Avec Métropole Blues, Malory déroule une mixtape de onze titres exposant l’amplitude de sa palette indie pop. Entre tiraillements intimes et euphories passagères, toujours teintés d’une lucidité désarmante, l’artiste modernise la chanson française à coups de sonorités rap, caribéennes et funk.

À l’écoute de la première mixtape de Malory chez LE LABEL - [PIAS], on oscille en permanence entre le up, et le down. Métropole Blues est une profession de sincérité, écrite, composée, et sans cesse retravaillée ces trois dernières années. On pénètre dans un univers moderne mêlant chanson, musique urbaine, et indie pop. L’atmosphère est tour à tour étincelante ou dark, virevoltante ou écrasante. L’euphorie éthérée des débuts de soirée se conjugue invariablement avec l’inévitable descente aux premières lueurs de l’aurore. À l’insouciance de la vingtaine succèdent les inévitables prises de conscience de la trentaine.

Ce canevas sentimental se tisse au fil des titres, avec des motifs récurrents.
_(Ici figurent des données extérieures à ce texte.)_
//! Axis-aligned bounding box shared by every layout element.

use serde::{Deserialize, Serialize};

use crate::error::{LayoutError, Result};
use crate::utils::{HasBBox, Rect};

/// Axis-aligned bounding box with the origin at the top-left corner and `y`
/// growing downward. Always satisfies `x0 <= x1`, `y0 <= y1` with finite
/// coordinates.
#[derive(Debug, Clone, Copy, PartialEq, Serialize, Deserialize)]
#[serde(try_from = "RawBox")]
pub struct BoundingBox {
    pub(crate) x0: f64,
    pub(crate) y0: f64,
    pub(crate) x1: f64,
    pub(crate) y1: f64,
}

#[derive(Deserialize)]
struct RawBox {
    x0: f64,
    y0: f64,
    x1: f64,
    y1: f64,
}

impl TryFrom<RawBox> for BoundingBox {
    type Error = LayoutError;

    fn try_from(raw: RawBox) -> Result<Self> {
        BoundingBox::new(raw.x0, raw.y0, raw.x1, raw.y1)
    }
}

impl BoundingBox {
    /// Creates a bounding box, rejecting non-finite or inverted coordinates.
    pub fn new(x0: f64, y0: f64, x1: f64, y1: f64) -> Result<Self> {
        if ![x0, y0, x1, y1].iter().all(|v| v.is_finite()) {
            return Err(LayoutError::geometry(format!(
                "non-finite coordinates ({}, {}, {}, {})",
                x0, y0, x1, y1
            )));
        }
        if x0 > x1 {
            return Err(LayoutError::geometry(format!("x0 {} > x1 {}", x0, x1)));
        }
        if y0 > y1 {
            return Err(LayoutError::geometry(format!("y0 {} > y1 {}", y0, y1)));
        }
        Ok(Self { x0, y0, x1, y1 })
    }

    /// Creates a bounding box from its top-left corner and size.
    pub fn from_size(x0: f64, y0: f64, width: f64, height: f64) -> Result<Self> {
        if width < 0.0 || height < 0.0 {
            return Err(LayoutError::geometry(format!(
                "negative size {}x{}",
                width, height
            )));
        }
        Self::new(x0, y0, x0 + width, y0 + height)
    }

    pub fn from_rect(rect: Rect) -> Result<Self> {
        let (x0, y0, x1, y1) = rect;
        Self::new(x0, y0, x1, y1)
    }

    /// Builds the union of already-valid rects. Callers guarantee non-empty input.
    pub(crate) fn enclosing(rect: Rect) -> Self {
        let (x0, y0, x1, y1) = rect;
        Self { x0, y0, x1, y1 }
    }

    pub fn x0(&self) -> f64 {
        self.x0
    }

    pub fn y0(&self) -> f64 {
        self.y0
    }

    pub fn x1(&self) -> f64 {
        self.x1
    }

    pub fn y1(&self) -> f64 {
        self.y1
    }

    pub fn width(&self) -> f64 {
        self.x1 - self.x0
    }

    pub fn height(&self) -> f64 {
        self.y1 - self.y0
    }

    pub fn xmid(&self) -> f64 {
        (self.x0 + self.x1) / 2.0
    }

    pub fn ymid(&self) -> f64 {
        (self.y0 + self.y1) / 2.0
    }

    pub fn area(&self) -> f64 {
        self.width() * self.height()
    }

    pub fn bbox(&self) -> Rect {
        (self.x0, self.y0, self.x1, self.y1)
    }

    /// Zero width or zero height.
    pub fn is_degenerate(&self) -> bool {
        self.width() <= 0.0 || self.height() <= 0.0
    }

    pub fn union(&self, other: &BoundingBox) -> BoundingBox {
        BoundingBox {
            x0: self.x0.min(other.x0),
            y0: self.y0.min(other.y0),
            x1: self.x1.max(other.x1),
            y1: self.y1.max(other.y1),
        }
    }

    /// Returns true if there is horizontal overlap with another box.
    pub fn is_hoverlap(&self, other: &BoundingBox) -> bool {
        other.x0 <= self.x1 && self.x0 <= other.x1
    }

    /// Returns the horizontal distance to another box.
    /// Returns 0 if they overlap.
    pub fn hdistance(&self, other: &BoundingBox) -> f64 {
        if self.is_hoverlap(other) {
            0.0
        } else {
            (self.x0 - other.x1).abs().min((self.x1 - other.x0).abs())
        }
    }

    /// Returns the amount of horizontal overlap with another box.
    pub fn hoverlap(&self, other: &BoundingBox) -> f64 {
        if self.is_hoverlap(other) {
            self.x1.min(other.x1) - self.x0.max(other.x0)
        } else {
            0.0
        }
    }

    /// Returns true if there is vertical overlap with another box.
    pub fn is_voverlap(&self, other: &BoundingBox) -> bool {
        other.y0 <= self.y1 && self.y0 <= other.y1
    }

    /// Returns the vertical distance to another box.
    /// Returns 0 if they overlap.
    pub fn vdistance(&self, other: &BoundingBox) -> f64 {
        if self.is_voverlap(other) {
            0.0
        } else {
            (self.y0 - other.y1).abs().min((self.y1 - other.y0).abs())
        }
    }

    /// Returns the amount of vertical overlap with another box.
    pub fn voverlap(&self, other: &BoundingBox) -> f64 {
        if self.is_voverlap(other) {
            self.y1.min(other.y1) - self.y0.max(other.y0)
        } else {
            0.0
        }
    }

    /// Mirrors the box vertically inside a page of the given height.
    pub(crate) fn flip_vertical(&self, page_height: f64) -> BoundingBox {
        BoundingBox {
            x0: self.x0,
            y0: page_height - self.y1,
            x1: self.x1,
            y1: page_height - self.y0,
        }
    }
}

impl HasBBox for BoundingBox {
    fn x0(&self) -> f64 {
        self.x0
    }
    fn y0(&self) -> f64 {
        self.y0
    }
    fn x1(&self) -> f64 {
        self.x1
    }
    fn y1(&self) -> f64 {
        self.y1
    }
}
Dès « Demain, ça ira mieux », en ouverture, Malory annonce la couleur. Derrière le flow chaloupé et la volupté, on devine en creux les drames et les tourments. C’est la première constante de cette mixtape : elle infuse dans un spleen rétro. « Je suis nostalgique d’une époque que je n’ai pas vécue », aime à répéter le garçon. Ces influences vintages transpirent dans l’esthétisme de ses clips, dans son stylisme, et, bien sûr, dans sa musique. « Margiela Fantôme », « Métropole Blues » (avec Holybrune), ou encore « Résilience », qui clôt ces onze titres sur une note mélancolique (« Écorché vif, je m’endormirai seul, j’ai perdu des rêves, entre les immeubles ») en sont des témoignages évidents. Le chanteur y expose ses failles avec une franchise désarmante. Il vacille, « perdu sur la mappemonde », « envoie des Attrape-Cœurs au milieu des feux de détresse », et assume, en définitive, de se fracasser à l’épreuve du réel et de la solitude moderne.

Mais enfermer Malory dans une posture de poète à l’univers sombre serait réducteur. Lorsqu’il est accompagné, que ce soit avec Yseult (« Morceaux de toi »), Holybrune (« Sexe all night ») ou S.Pri Noir (« Au réveil »), les sentiments se font aériens, les obsessions exaltées, la vibe dansante, funk ou tropicale. Les basses groovent et les riffs de guitare, tout en contrôle, filent l’envie de bouger du bassin. Dans ce tableau nettement plus lumineux, la fraîcheur de Claire Laffut sied merveilleusement à la production sensuelle et caribéenne de ce « 37°2 le matin », ode au chill et à la légèreté, hommage total au film culte de Jean-Jacques Beineix.

L’oreille attentive retrouve parfois les accords dansants-mélancoliques de Michel Berger, comme dans « Morceaux de toi ». Il y a chez Malory une filiation assumée avec certains monstres de la chanson française. Son écriture, précise, taquine et virevoltante, se situe dans la lignée de Bashung ou Christophe. Dans ces productions qui passent de l’uptempo à des sonorités plus lentes, plus soul, la douceur caractéristique de la voix et de la musique demeurent deux piliers inamovibles. Avec « Téléphone Pacifique », le jeune trentenaire semble momentanément réaliser la synthèse de ces deux pôles qui l’écartèlent, et se parle à lui-même (« Ralentis un peu / C’est la ville qui nous jette de la poudre dans les yeux / Ralentis un peu »).

Malory dessine cette mixtape comme on trace un virage dans la vie. Au-delà du numéro d’équilibriste s’affirme un artiste déterminé et sincère, à la pointe de l’époque. Avec Métropole Blues, il confirme que son indie pop s’inscrit dans la veine des Blood Orange, Toro y Moi et autre Miguel, ouvrant une voie entre vintage assumé et ultra-modernité à consonance urbaine, défrichant au passage un territoire encore vierge en France.